According to one religion, salvation depends upon professing belief in something. That what matters is associating and getting identified with a group. According to the other, it’s decided (one way or the other) by your beliefs and actions – not one, not the other, but both. Labels don’t mean anything when it comes to one’s ultimate success or failure.
According to one religion, to reason in religious matters is dangerous because it can lead one astray. An example is cited of those who, once (by their own testimony) they gave free rein to their minds in such matters, found themselves driven away from religion into atheism. Reason and revelation are therefore incompatible. According to the other religion, superficial deliberation could very well have this result, but a deeper examination has quite the opposite effect. That in religion some things may be beyond reasoning, but none of them is beyond reason. It acknowledges that reason alone is insufficient; that is, one could figure out a lot of things on one’s own, but there are things for the knowledge of which one needs revelation.
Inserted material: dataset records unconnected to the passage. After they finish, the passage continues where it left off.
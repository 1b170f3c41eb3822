//! Shared fixtures for exporter integration tests.

#![allow(clippy::unwrap_used)]
#![allow(clippy::expect_used)]
#![allow(dead_code)]

use std::collections::HashMap;
use std::sync::{Arc, Mutex};
use std::time::Duration;

use async_trait::async_trait;
use axum::body::Body;
use axum::http::{Request, StatusCode};
use bytes::Bytes;
use tower::ServiceExt;

use poolscope_core::error::{ExporterError, Result};
use poolscope_exporter::{app_state::AppState, config, router, scrape::UpstreamFetcher};

pub const API: &str = "http://upstream.test";

/// Canned upstream: URL -> body. Unknown URLs fail like a refused connection.
#[derive(Default)]
pub struct StubFetcher {
    responses: HashMap<String, String>,
    delay: Option<Duration>,
    path_delays: HashMap<String, Duration>,
    calls: Mutex<Vec<String>>,
}

impl StubFetcher {
    pub fn new() -> Self {
        Self::default()
    }

    pub fn respond(mut self, path: &str, body: &str) -> Self {
        self.responses.insert(format!("{API}{path}"), body.to_string());
        self
    }

    /// Like `respond`, but this path answers only after `delay`.
    pub fn respond_after(mut self, path: &str, body: &str, delay: Duration) -> Self {
        self.path_delays.insert(format!("{API}{path}"), delay);
        self.respond(path, body)
    }

    pub fn delayed(mut self, delay: Duration) -> Self {
        self.delay = Some(delay);
        self
    }

    pub fn calls(&self) -> Vec<String> {
        self.calls.lock().unwrap().clone()
    }
}

#[async_trait]
impl UpstreamFetcher for StubFetcher {
    async fn fetch(&self, url: &str) -> Result<Bytes> {
        self.calls.lock().unwrap().push(url.to_string());
        if let Some(d) = self.path_delays.get(url).copied().or(self.delay) {
            tokio::time::sleep(d).await;
        }
        self.responses
            .get(url)
            .map(|b| Bytes::from(b.clone()))
            .ok_or_else(|| ExporterError::Transport("connection refused".into()))
    }
}

pub fn test_config(extra_exporter: &str) -> config::ExporterConfig {
    let yaml = format!(
        r#"
version: 1
exporter:
  upstream_timeout_ms: 500
{extra_exporter}
currencies:
  - {{ symbol: "ETH", base_units_per_unit: 1.0e18 }}
  - {{ symbol: "ZEC", base_units_per_unit: 1 }}
pools:
  - {{ id: "ethermine", name: "Ethermine", currency: "ETH", api_url: "{API}" }}
  - {{ id: "flypool-zcash", name: "Zcash Flypool", currency: "ZEC", api_url: "{API}/zcash" }}
"#
    );
    config::load_from_str(&yaml).unwrap()
}

pub struct Harness {
    pub fetcher: Arc<StubFetcher>,
    pub state: AppState,
}

impl Harness {
    pub fn new(fetcher: StubFetcher) -> Self {
        Self::with_config(fetcher, test_config(""))
    }

    pub fn with_config(fetcher: StubFetcher, cfg: config::ExporterConfig) -> Self {
        let fetcher = Arc::new(fetcher);
        let state = AppState::with_fetcher(cfg, fetcher.clone()).unwrap();
        Self { fetcher, state }
    }

    pub async fn get(&self, uri: &str) -> (StatusCode, String) {
        let app = router::build_router(self.state.clone());
        let req = Request::builder().uri(uri).body(Body::empty()).unwrap();
        let resp = app.oneshot(req).await.unwrap();
        let status = resp.status();
        let body = axum::body::to_bytes(resp.into_body(), usize::MAX).await.unwrap();
        (status, String::from_utf8(body.to_vec()).unwrap())
    }
}

/// Exposition lines of `name` whose label set contains every `(k, v)`.
pub fn samples<'a>(body: &'a str, name: &str, labels: &[(&str, &str)]) -> Vec<&'a str> {
    body.lines()
        .filter(|l| !l.starts_with('#'))
        .filter(|l| l.starts_with(&format!("{name}{{")) || l.starts_with(&format!("{name} ")))
        .filter(|l| labels.iter().all(|(k, v)| l.contains(&format!("{k}=\"{v}\""))))
        .collect()
}

/// Value of the single sample matching `name` and `labels`.
pub fn value(body: &str, name: &str, labels: &[(&str, &str)]) -> f64 {
    let found = samples(body, name, labels);
    assert_eq!(found.len(), 1, "expected one sample of {name} {labels:?}, got {found:?}");
    found[0].rsplit(' ').next().unwrap().parse().unwrap()
}

pub const POOL_STATS: &str = r#"{"status":"OK","data":{"poolStats":{"hashRate":1000,"miners":5,"workers":7},"price":{"usd":2.5,"btc":0.0001}}}"#;

pub const SERVER_HISTORY: &str = r#"{"status":"OK","data":[
    {"time":100,"hashrate":10,"server":"eu1"},
    {"time":200,"hashrate":20,"server":"eu1"},
    {"time":150,"hashrate":42,"server":"us1"}
]}"#;

pub const MINER_STATS: &str = r#"{"status":"OK","data":{
    "time":1600000600,"lastSeen":1600000540,
    "reportedHashrate":100000000,"currentHashrate":95000000,"averageHashrate":90000000,
    "validShares":120,"invalidShares":1,"staleShares":3,"activeWorkers":2,
    "unpaid":250000000000000000,"unconfirmed":null,
    "coinsPerMin":0.00006,"usdPerMin":0.12,"btcPerMin":0.0000036
}}"#;

pub const WORKERS: &str = r#"{"status":"OK","data":[
    {"worker":"rig1","time":1600000600,"lastSeen":1600000590,"reportedHashrate":60000000,"currentHashrate":58000000,"validShares":70,"invalidShares":0,"staleShares":2},
    {"worker":"rig2","time":1600000600,"lastSeen":1600000500,"reportedHashrate":40000000,"currentHashrate":37000000,"validShares":50,"invalidShares":1,"staleShares":1}
]}"#;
But once those are revealed, there’s nothing unreasonable about them. How could reason and revelation be incompatible, when revelation must convince the human intellect if a man is to differentiate between revelation and what is falsely presented as such?
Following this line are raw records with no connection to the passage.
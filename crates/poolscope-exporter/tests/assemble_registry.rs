#![allow(clippy::unwrap_used)]
#![allow(clippy::expect_used)]

use std::collections::BTreeMap;

use prometheus::proto::MetricFamily;

use poolscope_core::reduce::reduce_latest;
use poolscope_core::upstream::miner::MinerSnapshot;
use poolscope_core::upstream::pool::{PoolSnapshot, ServerSample};
use poolscope_core::{Currency, ErrorClass, Target};
use poolscope_exporter::assemble::{
    build_miner_registry, build_pool_registry, MetricDescriptor, ScrapeRegistry,
};

fn ethermine() -> Target {
    Target {
        id: "ethermine".into(),
        name: "Ethermine".into(),
        api_url: "https://api.ethermine.org".into(),
        currency: Currency::new("ETH", 1e18),
    }
}

fn family<'a>(families: &'a [MetricFamily], name: &str) -> Option<&'a MetricFamily> {
    families.iter().find(|f| f.get_name() == name)
}

fn label<'a>(m: &'a prometheus::proto::Metric, name: &str) -> Option<&'a str> {
    m.get_label()
        .iter()
        .find(|l| l.get_name() == name)
        .map(|l| l.get_value())
}

#[test]
fn duplicate_metric_is_assembly_error() {
    let mut reg = ScrapeRegistry::new("ethermine", &[("pool", "ethermine")]);
    reg.gauge(MetricDescriptor::new("pool", "hashrate_hps", "Hash rate."))
        .unwrap();
    let err = reg
        .gauge(MetricDescriptor::new("pool", "hashrate_hps", "Hash rate."))
        .expect_err("second registration must fail");
    assert_eq!(err.class(), ErrorClass::Assembly);
    assert_eq!(reg.families(), ["ethermine_pool_hashrate_hps".to_string()]);
}

#[test]
fn registry_labels_apply_to_every_metric() {
    let mut reg = ScrapeRegistry::new("ns", &[("pool", "p1")]);
    reg.exporter_info("9.9.9").unwrap();
    reg.gauge_vec(MetricDescriptor::new("pool", "server_hashrate_hps", "x").variable(&["server"]))
        .unwrap()
        .with_label_values(&["eu1"])
        .set(3.0);

    let families = reg.gather();
    let info = family(&families, "ns_exporter_info").unwrap();
    assert_eq!(label(&info.get_metric()[0], "version"), Some("9.9.9"));
    assert_eq!(label(&info.get_metric()[0], "pool"), Some("p1"));

    let servers = family(&families, "ns_pool_server_hashrate_hps").unwrap();
    let m = &servers.get_metric()[0];
    assert_eq!(label(m, "server"), Some("eu1"));
    assert_eq!(label(m, "pool"), Some("p1"));
    assert_eq!(m.get_gauge().get_value(), 3.0);
}

#[test]
fn pool_registry_keeps_one_sample_per_server() {
    let snapshot: PoolSnapshot = serde_json::from_str(
        r#"{"poolStats":{"hashRate":1000,"miners":5,"workers":7},"price":{"usd":2.5,"btc":0.0001}}"#,
    )
    .unwrap();
    let history = vec![
        ServerSample { server: "eu1".into(), time: 100, hash_rate: 10.0 },
        ServerSample { server: "eu1".into(), time: 200, hash_rate: 20.0 },
    ];
    let reg = build_pool_registry("ethermine", &ethermine(), &snapshot, &reduce_latest(&history))
        .unwrap();

    let families = reg.gather();
    let servers = family(&families, "ethermine_pool_server_hashrate_hps").unwrap();
    assert_eq!(servers.get_metric().len(), 1);
    assert_eq!(servers.get_metric()[0].get_gauge().get_value(), 20.0);

    let hashrate = family(&families, "ethermine_pool_hashrate_hps").unwrap();
    assert_eq!(hashrate.get_metric()[0].get_gauge().get_value(), 1000.0);
    assert_eq!(label(&hashrate.get_metric()[0], "pool_name"), Some("Ethermine"));
}

#[test]
fn empty_collections_still_register_families() {
    let reg = build_pool_registry(
        "ethermine",
        &ethermine(),
        &PoolSnapshot::default(),
        &BTreeMap::new(),
    )
    .unwrap();
    assert!(reg
        .families()
        .contains(&"ethermine_pool_server_hashrate_hps".to_string()));
    assert!(family(&reg.gather(), "ethermine_pool_server_hashrate_hps").is_none());

    let reg = build_miner_registry(
        "ethermine",
        &ethermine(),
        "0xabc",
        &MinerSnapshot::default(),
        &[],
    )
    .unwrap();
    let worker_families: Vec<&String> = reg
        .families()
        .iter()
        .filter(|n| n.starts_with("ethermine_worker_"))
        .collect();
    assert_eq!(worker_families.len(), 6);
    assert!(reg
        .gather()
        .iter()
        .all(|f| !f.get_name().starts_with("ethermine_worker_")));
}

#[test]
fn miner_registry_converts_base_units() {
    let stats = MinerSnapshot {
        unpaid_base_units: 1.5e18,
        unconfirmed_base_units: 5e17,
        coins_per_minute: 0.6,
        ..Default::default()
    };
    let reg = build_miner_registry("ethermine", &ethermine(), "0xabc", &stats, &[]).unwrap();
    let families = reg.gather();

    let unpaid = family(&families, "ethermine_miner_balance_unpaid_coins").unwrap();
    let m = &unpaid.get_metric()[0];
    assert!((m.get_gauge().get_value() - 1.5).abs() < 1e-12);
    assert_eq!(label(m, "currency"), Some("ETH"));
    assert_eq!(label(m, "miner"), Some("0xabc"));

    let unconfirmed = family(&families, "ethermine_miner_balance_unconfirmed_coins").unwrap();
    assert!((unconfirmed.get_metric()[0].get_gauge().get_value() - 0.5).abs() < 1e-12);

    let per_second = family(&families, "ethermine_miner_income_coins").unwrap();
    assert!((per_second.get_metric()[0].get_gauge().get_value() - 0.01).abs() < 1e-12);
    let per_minute = family(&families, "ethermine_miner_income_minute_coins").unwrap();
    assert_eq!(per_minute.get_metric()[0].get_gauge().get_value(), 0.6);
}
One religion relies heavily on private interpretation of religious texts, which feels free to declare any word or phrase that doesn’t support a certain narrative as metaphorical, and then proceeds to explain what it ‘actually’ means. Since it completely disregards the dictionary, grammar, literary conventions, etc, in the process, any meaning under the sun can be given to a verse. According to the other religion, the meaning derived from any verse cannot be indifferent to the text, or it’s just another opinion. It acknowledges that revelation, at times, does employ literary devices such as similes and metaphors; but it’s the context that decides whether something is literal or metaphorical. This context must come from within the text, not without – from the so-called historical sources or worse: from somebody’s imagination. No verse, then, can be torn loose from its context and given an arbitrary meaning.
According to one religion, only certain ‘scholars’ are qualified to interpret the revelation – scholars whose authority cannot be challenged. The other religion, while granting that scholars and teachers could be of immense help, contends that revelation is no secret; and anybody can understand it provided he acquires the necessary tools. That no scholar – however renowned – is bigger than the subject. Any opinion, to be taken seriously, needs to be based on the revelation itself, not somebody’s authority. To appeal to the authority of a scholar to prove that a verse has a certain meaning, when that very authority is claimed to be based on his ‘correct’ understanding of the revelation, amounts to circular thinking.
According to one religion, salvation depends upon professing belief in something
According to one religion, all verses of a religious text are of equal worth, any one of which can be pressed into service to support a position. The other religion argues that if you have based your interpretation on a verse that could have more than one meaning, then you haven’t really based it on anything. That in any religious text there are bound to be explicit verses that can have only the one meaning; and con-similar verses that could mean this or could mean that. That any interpretation must be based on the former, and not the latter. In fact, the latter also need to be seen in the light of the former.
One religion (with all the good intentions) glorifies prophets (peace be upon them) and some of their righteous followers (may God be pleased with them) to an extent that borders on apotheosis – even if it doesn’t cross the threshold – so that the emphasis shifts from the kingdom of God to fancy stories about these great men. According to the other religion, all prophets were loyal servants of God; and they would be the first ones to object to this sort of thing, if they were around.
According to one religion, some actions and beliefs are punishable because they are on an arbitrary list entitled ‘sins’. According to the other, you are not punished for your sins; you are punished by your sins. That the so-called sins are actions and beliefs that are harmful for you. That is, when you are guilty of them, you trigger a chain of events that is ultimately damaging to yourself, even if they are momentarily expedient or even pleasurable. That’s because just as there are unavoidable physical laws governing actions and their consequences, there are moral laws too, which are equally unavoidable – and equally real.
According to one religion, you can do a little bit of wrong here and there in order to achieve or realise a bigger good. According to the other, the ends never justify the means. Your actions and your goals need to be the same sorts of things.